Conforme pontuado por Carole Davies (2010), elementos importantes relacionados à migração fazem parte desta narrativa, tais como as dificuldades enfrentadas por um povo com uma extensa história de lutas; a emigração como alternativa de uma vida melhor, onde pai e mãe deixam para trás seus filhos até que tenham condições de buscá-los; a alteração do núcleo familiar, a partir do nascimento de outros filhos no país de acolhimento, enquanto os outros aprendem a viver distante dos pais e criam laços com aqueles que os abrigam; o sentimento de estranhamento na ocasião da reunificação da família nuclear no novo país; os problemas econômicos e sociais dos parentes que ficaram no país de origem, que fomentam uma obrigação constante dos que partiram de auxiliá-los financeiramente; a violência resultante das ocupações militares e ditaduras que, inevitavelmente, causam a morte de familiares que ficaram para trás, e, por fim, a perseguição que resulta em fuga e tentativa

frustrada de obter o status de refugiado nos Estados Unidos(DAVIES, 2010, p. 753).

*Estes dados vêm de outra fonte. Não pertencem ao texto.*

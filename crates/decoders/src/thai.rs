//! Thai national ID card
//!
//! The card answers every READ BINARY with `61 XX` and hands out the data
//! through a follow-up GET RESPONSE, so a full read takes seven exchanges.
//! Each exchange depends on the previous one, which makes this decoder
//! stepwise by nature; blocking readers run it through [`StepDriver`].
//!
//! [`StepDriver`]: crate::decoder::StepDriver

use cardreader_apdu_core::{ApduSink, Command, Expect, Slot};
use tracing::debug;

use crate::{
    charset,
    decoder::{Step, StepDecoder},
    era,
    error::{DecodeError, expect},
    record::{CardRecord, CardType, Gender},
};

const SUCCESS: &[u8] = &[0x90, 0x00];

/// The seven commands of a full read, in order
pub const STEPS: [Command; 7] = [
    Command::new(
        "select thai id",
        &[0x00, 0xA4, 0x04, 0x00, 0x08, 0xA0, 0x00, 0x00, 0x00, 0x54, 0x48, 0x00, 0x01],
        Expect::Prefix(&[0x61]),
    ),
    Command::new(
        "read national id",
        &[0x80, 0xB0, 0x00, 0x04, 0x02, 0x00, 0x0D],
        Expect::Prefix(&[0x61, 0x0D]),
    ),
    Command::new(
        "get national id",
        &[0x00, 0xC0, 0x00, 0x00, 0x0D],
        Expect::Suffix(SUCCESS),
    )
    .with_capacity(15),
    Command::new(
        "read personal info",
        &[0x80, 0xB0, 0x00, 0x11, 0x02, 0x00, 0xD1],
        Expect::Prefix(&[0x61, 0xD1]),
    ),
    Command::new(
        "get personal info",
        &[0x00, 0xC0, 0x00, 0x00, 0xD1],
        Expect::Suffix(SUCCESS),
    )
    .with_capacity(211),
    Command::new(
        "read card dates",
        &[0x80, 0xB0, 0x01, 0x67, 0x02, 0x00, 0x12],
        Expect::Prefix(&[0x61, 0x12]),
    ),
    Command::new(
        "get card dates",
        &[0x00, 0xC0, 0x00, 0x00, 0x12],
        Expect::Suffix(SUCCESS),
    )
    .with_capacity(20),
];

const NATIONAL_ID_LEN: usize = 13;
const PERSONAL_INFO_LEN: usize = 209;
/// Thai name field of the personal info record, read in full
const THAI_NAME_LEN: usize = 100;
const CARD_DATES_LEN: usize = 16;

/// Per-insertion progress through [`STEPS`]
#[derive(Debug)]
struct DecodeSession {
    step: usize,
    record: CardRecord,
}

impl DecodeSession {
    fn new() -> Self {
        Self {
            step: 0,
            record: CardRecord::new(CardType::HealthCard),
        }
    }
}

/// Decoder for the Thai national ID card
#[derive(Debug, Default)]
pub struct ThaiIdDecoder {
    session: Option<DecodeSession>,
}

impl ThaiIdDecoder {
    /// Create a new decoder
    pub fn new() -> Self {
        Self::default()
    }

    /// Index of the command awaiting a response, if an exchange is in flight
    pub fn current_step(&self) -> Option<usize> {
        self.session.as_ref().map(|session| session.step)
    }
}

/// Strip the status word, checking the payload is long enough
fn payload(response: &[u8], need: usize) -> Result<&[u8], DecodeError> {
    let payload = &response[..response.len().saturating_sub(2)];
    if payload.len() < need {
        return Err(DecodeError::ShortResponse {
            len: payload.len(),
            need,
        });
    }
    Ok(payload)
}

fn parse_national_id(record: &mut CardRecord, response: &[u8]) -> Result<(), DecodeError> {
    let data = payload(response, NATIONAL_ID_LEN)?;
    let id = charset::ascii("national id", &data[..NATIONAL_ID_LEN])?;
    record.card_number.clone_from(&id);
    record.national_id = id;
    Ok(())
}

fn parse_personal_info(record: &mut CardRecord, response: &[u8]) -> Result<(), DecodeError> {
    let data = payload(response, PERSONAL_INFO_LEN)?;

    // Title, first name, middle name and surname separated by '#'
    let name = charset::tis620("name", &data[..THAI_NAME_LEN])?;
    record.name = name
        .split('#')
        .map(str::trim)
        .filter(|part| !part.is_empty())
        .collect::<Vec<_>>()
        .join(" ");

    record.birth_date = Some(era::parse_buddhist("birth date", &data[200..208])?);
    record.gender = match data[208] {
        b'1' => Gender::Male,
        b'2' => Gender::Female,
        _ => Gender::Unknown,
    };
    Ok(())
}

fn parse_card_dates(record: &mut CardRecord, response: &[u8]) -> Result<(), DecodeError> {
    let data = payload(response, CARD_DATES_LEN)?;
    record.issued_date = Some(era::parse_buddhist("issued date", &data[0..8])?);
    record.expired_date = Some(era::parse_buddhist("expired date", &data[8..16])?);
    Ok(())
}

impl ThaiIdDecoder {
    fn step(
        session: &mut DecodeSession,
        sink: &mut dyn ApduSink,
        slot: Slot,
        response: &[u8],
    ) -> Result<bool, DecodeError> {
        let command = &STEPS[session.step];
        expect(command, response)?;

        match session.step {
            2 => parse_national_id(&mut session.record, response)?,
            4 => parse_personal_info(&mut session.record, response)?,
            6 => {
                parse_card_dates(&mut session.record, response)?;
                return Ok(true);
            }
            _ => {}
        }

        session.step += 1;
        debug!(step = STEPS[session.step].name(), "Thai ID card next step");
        sink.send_apdu(slot, STEPS[session.step].apdu())?;
        Ok(false)
    }
}

impl StepDecoder for ThaiIdDecoder {
    fn name(&self) -> &'static str {
        "thai-id"
    }

    fn start(&mut self, sink: &mut dyn ApduSink, slot: Slot) -> Result<(), DecodeError> {
        self.reset();
        sink.send_apdu(slot, STEPS[0].apdu())?;
        self.session = Some(DecodeSession::new());
        Ok(())
    }

    fn advance(
        &mut self,
        sink: &mut dyn ApduSink,
        slot: Slot,
        response: &[u8],
    ) -> Result<Step, DecodeError> {
        // Taken out so that every error path leaves the decoder reset
        let mut session = self.session.take().ok_or(DecodeError::NotStarted)?;

        if Self::step(&mut session, sink, slot, response)? {
            Ok(Step::Complete(session.record))
        } else {
            self.session = Some(session);
            Ok(Step::NeedMoreData)
        }
    }

    fn reset(&mut self) {
        self.session = None;
    }
}

#[cfg(test)]
pub(crate) mod tests {
    use super::*;
    use crate::decoder::{CardDecoder, StepDriver};
    use cardreader_apdu_core::{MockSink, MockTransport};
    use hex_literal::hex;

    fn pad(mut data: Vec<u8>, len: usize) -> Vec<u8> {
        data.resize(len, b' ');
        data
    }

    /// Responses to the seven steps of a full read
    pub(crate) fn responses() -> Vec<Vec<u8>> {
        // นาย#สมชาย##ใจดี
        let thai_name = hex!("B9D2C223CAC1AAD2C22323E3A8B4D5").to_vec();

        let mut info = pad(thai_name, 100);
        info.extend_from_slice(&pad(b"Mr.#Somchai##Jaidee".to_vec(), 100));
        info.extend_from_slice(b"25300615");
        info.push(b'1');
        info.extend_from_slice(&hex!("9000"));

        let mut dates = pad(b"2560010125690101".to_vec(), 18);
        dates.extend_from_slice(&hex!("9000"));

        vec![
            hex!("6117").to_vec(),
            hex!("610D").to_vec(),
            [b"1103700012345".as_slice(), &hex!("9000")[..]].concat(),
            hex!("61D1").to_vec(),
            info,
            hex!("6112").to_vec(),
            dates,
        ]
    }

    #[test]
    fn test_long_name_uses_whole_field() {
        let mut name = vec![b'A'; 88];
        name.extend_from_slice(b"#LONGSURNAME");
        let mut info = pad(name, 100);
        info.extend_from_slice(&pad(Vec::new(), 100));
        info.extend_from_slice(b"25300615");
        info.push(b'2');
        info.extend_from_slice(&hex!("9000"));

        let mut record = CardRecord::new(CardType::HealthCard);
        parse_personal_info(&mut record, &info).unwrap();
        assert_eq!(record.name, format!("{} LONGSURNAME", "A".repeat(88)));
        assert_eq!(record.gender, Gender::Female);
    }

    #[test]
    fn test_seven_step_read() {
        let mut sink = MockSink::new();
        let mut decoder = ThaiIdDecoder::new();
        decoder.start(&mut sink, Slot::Contact).unwrap();

        let responses = responses();
        let (last, steps) = responses.split_last().unwrap();
        for (i, response) in steps.iter().enumerate() {
            assert_eq!(decoder.current_step(), Some(i));
            assert_eq!(
                decoder.advance(&mut sink, Slot::Contact, response).unwrap(),
                Step::NeedMoreData
            );
        }

        let Step::Complete(record) = decoder.advance(&mut sink, Slot::Contact, last).unwrap()
        else {
            panic!("expected a complete record");
        };
        assert_eq!(record.card_number, "1103700012345");
        assert_eq!(record.national_id, "1103700012345");
        assert_eq!(record.name, "นาย สมชาย ใจดี");
        assert_eq!(record.gender, Gender::Male);
        assert_eq!(record.birth_date.unwrap().to_string(), "1987-06-15");
        assert_eq!(record.issued_date.unwrap().to_string(), "2017-01-01");
        assert_eq!(record.expired_date.unwrap().to_string(), "2026-01-01");
        assert_eq!(decoder.current_step(), None);

        let sent: Vec<_> = sink
            .events
            .iter()
            .filter_map(|event| match event {
                cardreader_apdu_core::MockEvent::Transmit(_, apdu) => Some(apdu.to_vec()),
                _ => None,
            })
            .collect();
        let expected: Vec<_> = STEPS.iter().map(|cmd| cmd.apdu().to_vec()).collect();
        assert_eq!(sent, expected);
    }

    #[test]
    fn test_abort_resets_session() {
        let mut sink = MockSink::new();
        let mut decoder = ThaiIdDecoder::new();
        decoder.start(&mut sink, Slot::Contact).unwrap();
        decoder.advance(&mut sink, Slot::Contact, &hex!("6117")).unwrap();
        decoder.advance(&mut sink, Slot::Contact, &hex!("610D")).unwrap();

        // GET RESPONSE for the national ID fails
        assert_eq!(
            decoder.advance(&mut sink, Slot::Contact, &hex!("6A82")),
            Err(DecodeError::UnexpectedStatusWord {
                step: "get national id",
                got: cardreader_apdu_core::StatusWord::new(0x6A, 0x82),
            })
        );
        assert_eq!(decoder.current_step(), None);
        assert_eq!(
            decoder.advance(&mut sink, Slot::Contact, &hex!("9000")),
            Err(DecodeError::NotStarted)
        );

        // A fresh start begins again at the first command
        decoder.start(&mut sink, Slot::Contact).unwrap();
        assert_eq!(decoder.current_step(), Some(0));
        assert_eq!(
            sink.last_apdu().map(|b| b.to_vec()),
            Some(STEPS[0].apdu().to_vec())
        );
    }

    #[test]
    fn test_blocking_driver() {
        let mut transport = MockTransport::with_responses(responses());
        let mut decoder = StepDriver::new(ThaiIdDecoder::new());

        assert_eq!(decoder.name(), "thai-id");
        let record = decoder.decode(&mut transport, Slot::Contact).unwrap();
        assert_eq!(record.national_id, "1103700012345");
        assert_eq!(transport.transmitted().len(), 7);
        assert_eq!(transport.remaining(), 0);
    }

    #[test]
    fn test_blocking_driver_abort() {
        let mut transport =
            MockTransport::with_responses([hex!("6117").to_vec(), hex!("6E00").to_vec()]);
        let mut decoder = StepDriver::new(ThaiIdDecoder::new());

        let err = decoder.decode(&mut transport, Slot::Contact).unwrap_err();
        assert!(matches!(
            err,
            DecodeError::UnexpectedStatusWord {
                step: "read national id",
                ..
            }
        ));
        assert_eq!(decoder.inner().current_step(), None);
    }
}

Além dos elementos pertinentes apontados por Davies, a autora recorre pontualmente à contextualização histórica de momentos políticos pelos quais o Haiti estava passando na ocasião de cada experiência vivenciada por sua família. Conforme observado por Veronica Austen, as obras de Danticat têm como característica fundamental o “agarrar-se à memória”, no sentido de superar e lidar

com as dificuldades, foi assim em Breath, Eyes, Memory, em The Farming of Bones,

em The Dew Breaker e não é diferente em Brother, I’m dying, sendo que esta última

revela-se de caráter ainda mais pessoal, onde o resgate da memória funciona como munição para lutar contra uma força maior (AUSTEN, 2014, p. 30). Ainda sob a

perspectiva de Austen, na construção da obra Brother, I’m Dying, a autora navega

pelo espaço que seu discurso ocupa, de modo a incentivar um “engajamento empático” por parte do público leitor em relação à situação vivida por seu tio, Joseph Dantica (2014, p. 32). Nela, Edwidge Danticat adequa sua escrita de forma a atingir seu objetivo, que é o de denunciar a precariedade no tratamento aos imigrantes haitianos que adentram o território estadunidense, fugindo das condições instáveis de seu país de origem.